If you want to buy car insurance you need to be aware of the following facts that your insurer will certainly not tell you.
If you have a good credit it means that you will pay less – almost all of the insurance companies will pull your credit report. Have you wondered why? Many studies have shown that there is a direct correlation between the credit score and the possibility that you will file a claim. The insurance companies knows that if you pay your bills on time and have had the same credit accounts for a longer period, it means that you are more stable in comparison to those people that frequently open and close accounts and pay their bills late. With the information they gather they will make you an “insurance risk score”, which is one important factor that will determine your auto-insurance rate.
The premium is directly affected by the car model – you will not have the possibility to obtain these numbers from the insurance companies and as a matter of fact, you won’t be able to get them elsewhere. What you need to know is that all insurers have a rating system for every single car make and model. Most of these companies use a system devised by the ISO – Insurance Services Office that starts with the cost of the car and then factors in theft and safety data. All of the cars are given a rating from 1 to 27 – the higher the rating on your car, the more you will have to pay.
Avoid installments by paying in full – you will be charged with “fractional premium” fees if you decide to pay your annual premium in installments. These payments are usually offered on a 6-month, quarterly or monthly basis. The more you break down this payment, the more fees you will have to pay.
Stolen and damaged personal items are not covered – you need to know that the stolen or damaged objects are not covered by your insurance company. You can however claim on your home insurance as most of them can cover smaller and less expensive objects, like compact discs for example. If you do carry expensive items, it would be best to inquire a rider to your home insurance contract. It is advisable to take a couple of photos of these expensive objects.
Bad drivers will pay – the standard in the industry is that your insurance costs will go up by 40% once you have had an accident. To give you a real life example, if the firm’s base rate is $400, your premium will go up to $560 which means that you will have to pay$160 more. The good thing is that some insurance companies have a “forgive the first accident” policy.
You will pay if your friend has an accident with the car – if you borrow your car to a member of the family or a friend, you will have to file a claim with the insurance firm. Similar as if you have had the accident, the premiums will go up immediately. In the situation in which your friend didn’t have the permission to take the car, you probably won’t be held responsible. However, if this friend of yours doesn’t have insurance or the damages to the car exceed your policy’s limits, the injured party will most likely come after you for property and medical expenses.

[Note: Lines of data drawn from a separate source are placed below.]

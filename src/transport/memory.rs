//! In-process transport over `tokio::sync::broadcast`.
//!
//! One broadcast channel per subject, created on first subscribe and removed
//! when its last subscriber stream is dropped. Messages published to a
//! subject nobody subscribed to are dropped, exactly like a real pub/sub
//! backend.

use std::collections::HashMap;
use std::sync::atomic::{AtomicBool, AtomicUsize, Ordering};
use std::sync::{Arc, Mutex, PoisonError};

use async_trait::async_trait;
use futures_util::StreamExt;
use tokio::sync::broadcast;

use super::{MessageStream, Transport, TransportError};

type Topics = Arc<Mutex<HashMap<String, broadcast::Sender<Vec<u8>>>>>;

/// In-memory pub/sub.
#[derive(Debug)]
pub struct MemoryTransport {
    /// Subject → broadcast sender.
    topics: Topics,
    /// Ring size of each topic channel.
    buffer_size: usize,
    /// Number of `subscribe` calls served.
    subscriptions: AtomicUsize,
    closed: AtomicBool,
}

impl MemoryTransport {
    /// Creates an empty transport whose topics buffer `buffer_size`
    /// messages for slow subscribers.
    #[must_use]
    pub fn new(buffer_size: usize) -> Self {
        Self {
            topics: Arc::new(Mutex::new(HashMap::new())),
            buffer_size: buffer_size.max(1),
            subscriptions: AtomicUsize::new(0),
            closed: AtomicBool::new(false),
        }
    }

    /// Total number of backend subscriptions ever opened.
    #[must_use]
    pub fn subscription_count(&self) -> usize {
        self.subscriptions.load(Ordering::SeqCst)
    }

    /// Number of subjects with at least one live subscriber stream.
    #[must_use]
    pub fn topic_count(&self) -> usize {
        self.topics
            .lock()
            .unwrap_or_else(PoisonError::into_inner)
            .len()
    }

    /// Number of live subscriber streams on `subject`.
    #[must_use]
    pub fn subscriber_count(&self, subject: &str) -> usize {
        self.topics
            .lock()
            .unwrap_or_else(PoisonError::into_inner)
            .get(subject)
            .map_or(0, broadcast::Sender::receiver_count)
    }
}

/// One subscriber stream's receiver. Dropping the last subscriber of a
/// subject removes its topic.
struct Subscriber {
    subject: String,
    receiver: Option<broadcast::Receiver<Vec<u8>>>,
    topics: Topics,
}

impl Subscriber {
    async fn next(&mut self) -> Option<Vec<u8>> {
        let receiver = self.receiver.as_mut()?;
        loop {
            match receiver.recv().await {
                Ok(payload) => return Some(payload),
                Err(broadcast::error::RecvError::Lagged(skipped)) => {
                    tracing::warn!(subject = %self.subject, skipped, "memory subscriber lagged");
                }
                Err(broadcast::error::RecvError::Closed) => return None,
            }
        }
    }
}

impl Drop for Subscriber {
    fn drop(&mut self) {
        drop(self.receiver.take());
        let mut topics = self.topics.lock().unwrap_or_else(PoisonError::into_inner);
        if topics
            .get(&self.subject)
            .is_some_and(|sender| sender.receiver_count() == 0)
        {
            topics.remove(&self.subject);
        }
    }
}

impl Default for MemoryTransport {
    fn default() -> Self {
        Self::new(1_024)
    }
}

#[async_trait]
impl Transport for MemoryTransport {
    async fn publish(&self, subject: &str, payload: Vec<u8>) -> Result<(), TransportError> {
        if self.closed.load(Ordering::SeqCst) {
            return Err(TransportError::Closed);
        }
        let topics = self.topics.lock().unwrap_or_else(PoisonError::into_inner);
        if let Some(sender) = topics.get(subject) {
            // no receivers left is the same as no subscription
            let _ = sender.send(payload);
        }
        Ok(())
    }

    async fn subscribe(&self, subject: &str) -> Result<MessageStream, TransportError> {
        if self.closed.load(Ordering::SeqCst) {
            return Err(TransportError::Closed);
        }
        let receiver = {
            let mut topics = self.topics.lock().unwrap_or_else(PoisonError::into_inner);
            topics
                .entry(subject.to_string())
                .or_insert_with(|| broadcast::channel(self.buffer_size).0)
                .subscribe()
        };
        self.subscriptions.fetch_add(1, Ordering::SeqCst);

        let subscriber = Subscriber {
            subject: subject.to_string(),
            receiver: Some(receiver),
            topics: Arc::clone(&self.topics),
        };
        let stream = futures_util::stream::unfold(subscriber, |mut subscriber| async move {
            let payload = subscriber.next().await?;
            Some((payload, subscriber))
        });
        Ok(stream.boxed())
    }

    async fn healthy(&self) -> bool {
        !self.closed.load(Ordering::SeqCst)
    }

    async fn close(&self) {
        self.closed.store(true, Ordering::SeqCst);
        // dropping the senders ends every open stream
        self.topics
            .lock()
            .unwrap_or_else(PoisonError::into_inner)
            .clear();
    }
}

The “totaled” value might surprise you – if you didn’t know, almost all of the auto insurance firms do not use the standard National Association of Automobile Dealers or the Kelley Blue Book values. Each of these insurance firms uses their own proprietary list of vehicle values and the vast majority of them have specialized software for valuing cars. If you decide to disagree with the value determination of your insurance firm, there are a couple of things that you can do:
First of all, it is highly advisable that next time you get “gap” insurance which will pay the difference between what you owe and what the company covers. Second, if you are in the possession of maintenance records that clearly show you have had the car’s oil changed every 3,000 miles and the vehicle was checked on a regular basis by a mechanic, take these records to the insurance firm in order to show them that the car was in a very good state.
Third of all, get a couple of price quotes on replacement cars from different dealers and take them to your insurance company. You need to ask them for a couple of dealers that can sell you an equivalent vehicle for the value the company is claiming.

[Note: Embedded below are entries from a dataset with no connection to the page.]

//! Transport subjects derived from board and user identifiers.

use std::fmt;

use crate::domain::{BoardId, UserId};

/// Routing key of one message stream on the transport.
///
/// - `board.<board_id>` carries every [`crate::domain::BoardEvent`] of a
///   board.
/// - `board.<board_id>.session-request.<user_id>` carries admission
///   decisions for one waiting user.
///
/// UUIDs contain no `.`, so the segment layout makes every (board, user)
/// pair map to a distinct subject, and a board subject never equals a
/// private one.
#[derive(Debug, Clone, PartialEq, Eq, Hash, PartialOrd, Ord)]
pub struct Subject(String);

impl Subject {
    /// Broadcast subject of a board.
    #[must_use]
    pub fn board(board_id: BoardId) -> Self {
        Self(format!("board.{board_id}"))
    }

    /// Private session-request subject of a user on a board.
    #[must_use]
    pub fn session_request(board_id: BoardId, user_id: UserId) -> Self {
        Self(format!("board.{board_id}.session-request.{user_id}"))
    }

    /// Returns the subject string.
    #[must_use]
    pub fn as_str(&self) -> &str {
        &self.0
    }
}

impl fmt::Display for Subject {
    fn fmt(&self, f: &mut fmt::Formatter<'_>) -> fmt::Result {
        f.write_str(&self.0)
    }
}

impl AsRef<str> for Subject {
    fn as_ref(&self) -> &str {
        &self.0
    }
}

If none of the above work for you, the last alternative would be to go to arbitration or mediation. The latter involves taking your case to a neutral party in order to help you reach a compromise. The arbitration is a binding decision. Of course, you also have the possibility to sue the company.
Try to “stack” if you get hit by a motorist who is uninsured – the UM/UIM – uninsured/underinsured motorist coverage means collecting more than one insurance policy that you hold. Although most of the states won’t allow you to do so, there are 19 states where you can do it.
Adding a teenager to the policy until he/she is licensed – it is not obligatory to add a teenager to the policy only because he/she has reached the driving age.
Switching insurers – if you have decided to buy car insurance from another company you need to notify the current company in writing. If you don’t do so, the company will continue to send the bill and if you don’t pay it, they will cancel you for nonpayment which will certainly go to your credit record. For this reason you need to give them a specific date in order to avoid these problems. Once you tell them, they will give you a cancellation request which you will have to sign.